Uppsala universitet
Optimal and Adaptive Feedforward Regulators

Mikael Sternad

Doctoral dissertation at Uppsala University
ISBN 91-7900-219-6
May 1987, 215 pp.

Thesis in PDF

Paper copies of the thesis can be obtained from Mikael Sternad, Signals and Systems Group, Uppsala University, Box 534, SE-75121 Uppsala, Sweden.

When disturbances can be measured, a large improvement of disturbance rejection becomes possible, compared with the use of output feedback only.

Polynomial LQG design methods for feedforward and combined feedforward-feedback control of discrete time single input systems are presented. These regulators attain optimal disturbance rejection in cases where complete cancellation of disturbances is impossible, for example when systems are non-minimum phase. The optimal regulator structure is discussed. With the help of this structure, the feedforward control quality is independent of the choice of feedback. The methods handle deterministic as well as stochastic disturbances.
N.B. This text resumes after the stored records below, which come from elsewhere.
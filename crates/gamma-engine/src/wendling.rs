//! Wendling gamma index kernels: bounded search on a distance-sorted grid of
//! offsets around each reference voxel, sampling the evaluated image with
//! on-the-fly interpolation.
//!
//! The offset table is built once per call and shared read-only by all
//! workers. Because it is sorted by distance, a voxel's search can stop as
//! soon as the distance term alone of the next offset reaches the current
//! best squared gamma; unlike a dose-based cut, that bound can never change
//! the minimum.

use crate::classic::{gamma_sq, reference_delta_sq};
use crate::interp;
use gamma_core::{Axis, GammaParameters, ImageData, ImageError};
use rayon::prelude::*;

/// Keeps offsets whose distance lands on the search radius despite `f32`
/// rounding of `k * step`.
const RADIUS_EPS: f32 = 1.0 / (1 << 20) as f32;

/// Search offset in the axial plane.
#[derive(Debug, Clone, Copy)]
pub(crate) struct PlaneOffset {
    pub dy: f32,
    pub dx: f32,
    pub dist_sq: f32,
}

/// Search offset in the volume.
#[derive(Debug, Clone, Copy)]
pub(crate) struct VolumeOffset {
    pub dz: f32,
    pub dy: f32,
    pub dx: f32,
    pub dist_sq: f32,
}

/// All step multiples within the closed disk of the given radius, center
/// included, sorted by distance.
pub(crate) fn disk_offsets(step: f32, radius: f32) -> Vec<PlaneOffset> {
    let limit = radius * (1.0 + RADIUS_EPS);
    let limit_sq = limit * limit;
    let n = (limit / step).floor() as i32;
    let mut points = Vec::new();
    for iy in -n..=n {
        let dy = iy as f32 * step;
        for ix in -n..=n {
            let dx = ix as f32 * step;
            let dist_sq = dy * dy + dx * dx;
            if dist_sq <= limit_sq {
                points.push(PlaneOffset { dy, dx, dist_sq });
            }
        }
    }
    points.sort_by(|a, b| a.dist_sq.total_cmp(&b.dist_sq));
    points
}

/// All step multiples within the closed sphere of the given radius, center
/// included, sorted by distance.
pub(crate) fn sphere_offsets(step: f32, radius: f32) -> Vec<VolumeOffset> {
    let limit = radius * (1.0 + RADIUS_EPS);
    let limit_sq = limit * limit;
    let n = (limit / step).floor() as i32;
    let mut points = Vec::new();
    for iz in -n..=n {
        let dz = iz as f32 * step;
        for iy in -n..=n {
            let dy = iy as f32 * step;
            let dzy_sq = dz * dz + dy * dy;
            if dzy_sq > limit_sq {
                continue;
            }
            for ix in -n..=n {
                let dx = ix as f32 * step;
                let dist_sq = dzy_sq + dx * dx;
                if dist_sq <= limit_sq {
                    points.push(VolumeOffset { dz, dy, dx, dist_sq });
                }
            }
        }
    }
    points.sort_by(|a, b| a.dist_sq.total_cmp(&b.dist_sq));
    points
}

/// Bounded in-plane search around one reference position on one frame of
/// the evaluated image.
fn search_plane(
    eval_img: &ImageData,
    frame: u32,
    ry: f32,
    rx: f32,
    reference_dose: f32,
    delta_sq: f32,
    dta_sq: f32,
    points: &[PlaneOffset],
) -> f32 {
    let mut min_sq = f32::INFINITY;
    for p in points {
        if p.dist_sq / dta_sq >= min_sq {
            break;
        }
        let Some(eval_dose) = interp::bilinear_at_point(eval_img, frame, ry + p.dy, rx + p.dx)
        else {
            continue;
        };
        if eval_dose.is_nan() {
            continue;
        }
        let candidate = gamma_sq(reference_dose - eval_dose, delta_sq, p.dist_sq, dta_sq);
        if candidate < min_sq {
            min_sq = candidate;
        }
    }
    if min_sq.is_infinite() { f32::NAN } else { min_sq.sqrt() }
}

/// 2D Wendling gamma: disk search with bilinear sampling on the single
/// frame.
pub(crate) fn wendling_2d(
    ref_img: &ImageData,
    eval_img: &ImageData,
    params: &GammaParameters,
) -> Vec<f32> {
    let points = disk_offsets(params.step_size, params.max_search_distance);
    log::debug!(
        "2D search table: {} offsets within {} mm",
        points.len(),
        params.max_search_distance
    );
    let dta_sq = params.dta_threshold * params.dta_threshold;
    let ref_size = ref_img.size();
    let columns = ref_size.columns as usize;

    let ref_ys: Vec<f32> = (0..ref_size.rows).map(|r| ref_img.position(Axis::Y, r)).collect();
    let ref_xs: Vec<f32> = (0..ref_size.columns).map(|c| ref_img.position(Axis::X, c)).collect();

    (0..ref_img.len())
        .into_par_iter()
        .map(|i| {
            let reference_dose = ref_img.get_index(i);
            let Some(delta_sq) = reference_delta_sq(reference_dose, params) else {
                return f32::NAN;
            };
            search_plane(
                eval_img,
                0,
                ref_ys[i / columns],
                ref_xs[i % columns],
                reference_dose,
                delta_sq,
                dta_sq,
                &points,
            )
        })
        .collect()
}

/// 3D Wendling gamma: sphere search with trilinear sampling.
pub(crate) fn wendling_3d(
    ref_img: &ImageData,
    eval_img: &ImageData,
    params: &GammaParameters,
) -> Vec<f32> {
    let points = sphere_offsets(params.step_size, params.max_search_distance);
    log::debug!(
        "3D search table: {} offsets within {} mm",
        points.len(),
        params.max_search_distance
    );
    let dta_sq = params.dta_threshold * params.dta_threshold;
    let ref_size = ref_img.size();
    let rows = ref_size.rows as usize;
    let columns = ref_size.columns as usize;

    let ref_zs: Vec<f32> = (0..ref_size.frames).map(|f| ref_img.position(Axis::Z, f)).collect();
    let ref_ys: Vec<f32> = (0..ref_size.rows).map(|r| ref_img.position(Axis::Y, r)).collect();
    let ref_xs: Vec<f32> = (0..ref_size.columns).map(|c| ref_img.position(Axis::X, c)).collect();

    (0..ref_img.len())
        .into_par_iter()
        .map(|i| {
            let reference_dose = ref_img.get_index(i);
            let Some(delta_sq) = reference_delta_sq(reference_dose, params) else {
                return f32::NAN;
            };
            let rz = ref_zs[i / (rows * columns)];
            let ry = ref_ys[(i / columns) % rows];
            let rx = ref_xs[i % columns];

            let mut min_sq = f32::INFINITY;
            for p in &points {
                if p.dist_sq / dta_sq >= min_sq {
                    break;
                }
                let Some(eval_dose) =
                    interp::trilinear_at_point(eval_img, rz + p.dz, ry + p.dy, rx + p.dx)
                else {
                    continue;
                };
                if eval_dose.is_nan() {
                    continue;
                }
                let candidate =
                    gamma_sq(reference_dose - eval_dose, delta_sq, p.dist_sq, dta_sq);
                if candidate < min_sq {
                    min_sq = candidate;
                }
            }
            if min_sq.is_infinite() { f32::NAN } else { min_sq.sqrt() }
        })
        .collect()
}

/// 2.5D Wendling gamma: the evaluated image is first resampled along Z onto
/// the reference Z grid, then each frame pair is searched in-plane.
pub(crate) fn wendling_2_5d(
    ref_img: &ImageData,
    eval_img: &ImageData,
    params: &GammaParameters,
) -> Result<Vec<f32>, ImageError> {
    let eval_aligned = interp::linear_on_reference_grid(eval_img, ref_img, Axis::Z)?;

    let points = disk_offsets(params.step_size, params.max_search_distance);
    log::debug!(
        "2.5D search table: {} offsets within {} mm",
        points.len(),
        params.max_search_distance
    );
    let dta_sq = params.dta_threshold * params.dta_threshold;
    let ref_size = ref_img.size();
    let rows = ref_size.rows as usize;
    let columns = ref_size.columns as usize;

    let ref_ys: Vec<f32> = (0..ref_size.rows).map(|r| ref_img.position(Axis::Y, r)).collect();
    let ref_xs: Vec<f32> = (0..ref_size.columns).map(|c| ref_img.position(Axis::X, c)).collect();

    let values = (0..ref_img.len())
        .into_par_iter()
        .map(|i| {
            let reference_dose = ref_img.get_index(i);
            let Some(delta_sq) = reference_delta_sq(reference_dose, params) else {
                return f32::NAN;
            };
            let frame = (i / (rows * columns)) as u32;
            search_plane(
                &eval_aligned,
                frame,
                ref_ys[(i / columns) % rows],
                ref_xs[i % columns],
                reference_dose,
                delta_sq,
                dta_sq,
                &points,
            )
        })
        .collect();
    Ok(values)
}

#[cfg(test)]
mod tests {
    use super::*;
    use assert_approx_eq::assert_approx_eq;
    use gamma_core::{DataOffset, DataSpacing, GammaNormalization};

    fn params(step: f32, radius: f32) -> GammaParameters {
        GammaParameters {
            dd_threshold: 3.0,
            dta_threshold: 3.0,
            normalization: GammaNormalization::Global,
            global_norm_dose: 1.0,
            dose_cutoff: 0.0,
            max_search_distance: radius,
            step_size: step,
        }
    }

    #[test]
    fn test_disk_offsets_center_first_and_sorted() {
        let points = disk_offsets(1.0, 2.0);
        assert_eq!(points.len(), 13);
        assert_eq!((points[0].dy, points[0].dx), (0.0, 0.0));
        for pair in points.windows(2) {
            assert!(pair[0].dist_sq <= pair[1].dist_sq);
        }
    }

    #[test]
    fn test_disk_offsets_edge_inclusive() {
        // 10 * 0.3 rounds slightly above 3.0 in f32 and must still be kept
        let points = disk_offsets(0.3, 3.0);
        let on_edge = points
            .iter()
            .filter(|p| p.dx == 0.0 && (p.dy.abs() - 3.0).abs() < 1e-5)
            .count();
        assert_eq!(on_edge, 2);
    }

    #[test]
    fn test_sphere_offsets_radius_one() {
        let points = sphere_offsets(1.0, 1.0);
        // center plus the six axis neighbors
        assert_eq!(points.len(), 7);
        assert_eq!(points[0].dist_sq, 0.0);
    }

    #[test]
    fn test_zero_radius_searches_center_only() {
        let points = disk_offsets(1.0, 0.0);
        assert_eq!(points.len(), 1);
    }

    #[test]
    fn test_identity_comparison_is_zero() {
        let img = ImageData::from_image_2d(
            &[vec![0.3, 0.7], vec![1.0, 0.2]],
            DataOffset::new(0.0, 0.0, 0.0),
            DataSpacing::new(0.0, 1.0, 1.0),
        )
        .unwrap();
        let gamma = wendling_2d(&img, &img, &params(0.3, 10.0));
        for value in gamma {
            assert_eq!(value, 0.0);
        }
    }

    #[test]
    fn test_no_sample_in_range_is_nan() {
        let ref_img = ImageData::from_image_2d(
            &[vec![1.0]],
            DataOffset::new(0.0, 0.0, 0.0),
            DataSpacing::new(0.0, 1.0, 1.0),
        )
        .unwrap();
        let eval_img = ImageData::from_image_2d(
            &[vec![1.0]],
            DataOffset::new(0.0, 100.0, 100.0),
            DataSpacing::new(0.0, 1.0, 1.0),
        )
        .unwrap();
        let gamma = wendling_2d(&ref_img, &eval_img, &params(0.5, 5.0));
        assert!(gamma[0].is_nan());
    }

    #[test]
    fn test_wendling_3d_identity() {
        let img = ImageData::from_image_3d(
            &[
                vec![vec![0.5, 0.6], vec![0.7, 0.8]],
                vec![vec![0.9, 1.0], vec![1.1, 1.2]],
            ],
            DataOffset::new(0.0, 0.0, 0.0),
            DataSpacing::new(1.0, 1.0, 1.0),
        )
        .unwrap();
        let gamma = wendling_3d(&img, &img, &params(0.3, 5.0));
        for value in gamma {
            assert_eq!(value, 0.0);
        }
    }

    #[test]
    fn test_wendling_2_5d_aligns_frames() {
        // eval shifted by half a frame spacing along Z: after alignment the
        // interpolated slices agree exactly with the linear ramp
        let ref_img = ImageData::from_image_3d(
            &[
                vec![vec![1.0, 1.0], vec![1.0, 1.0]],
                vec![vec![2.0, 2.0], vec![2.0, 2.0]],
            ],
            DataOffset::new(0.5, 0.0, 0.0),
            DataSpacing::new(1.0, 1.0, 1.0),
        )
        .unwrap();
        let eval_img = ImageData::from_image_3d(
            &[
                vec![vec![0.5, 0.5], vec![0.5, 0.5]],
                vec![vec![1.5, 1.5], vec![1.5, 1.5]],
                vec![vec![2.5, 2.5], vec![2.5, 2.5]],
            ],
            DataOffset::new(0.0, 0.0, 0.0),
            DataSpacing::new(1.0, 1.0, 1.0),
        )
        .unwrap();
        let gamma = wendling_2_5d(&ref_img, &eval_img, &params(0.3, 5.0)).unwrap();
        for value in gamma {
            assert_approx_eq!(value, 0.0, 1e-5);
        }
    }

    #[test]
    fn test_wendling_matches_classic_within_tolerance() {
        let ref_img = ImageData::from_image_2d(
            &[vec![0.93, 0.95], vec![0.97, 1.00]],
            DataOffset::new(0.0, 0.0, -1.0),
            DataSpacing::new(0.0, 1.0, 1.0),
        )
        .unwrap();
        let eval_img = ImageData::from_image_2d(
            &[vec![0.95, 0.97], vec![1.00, 1.03]],
            DataOffset::new(0.0, -1.0, 0.0),
            DataSpacing::new(0.0, 1.0, 1.0),
        )
        .unwrap();
        let p = params(0.3, 30.0);
        let wendling = wendling_2d(&ref_img, &eval_img, &p);
        let classic = crate::classic::classic_2d(&ref_img, &eval_img, &p);
        for (w, c) in wendling.iter().zip(&classic) {
            // interpolated search can only improve on the grid minimum
            assert!(w <= c || (w - c).abs() < 1e-2);
        }
    }
}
Disturbance measurement signals affected by the input can be utilized.

An application to load feedforward power frequency control of hydro power stations is studied.

A close correspondence is shown to exist between feedforward control and input estimation problems.

Two adaptive feedback control algorithms are extended with adaptive feedforward: An LQG self-tuner and explicit criterion minimization, which both converge to the optimal controller. Their performance is tested and compared to minimum variance and extended minimum variance self-tuners with feedforward terms. Both the LQG self-tuner and explicit criterion minimization attain very good control behaviour. With the help of some simple safeguards, their performance is robust under a wide range of conditions.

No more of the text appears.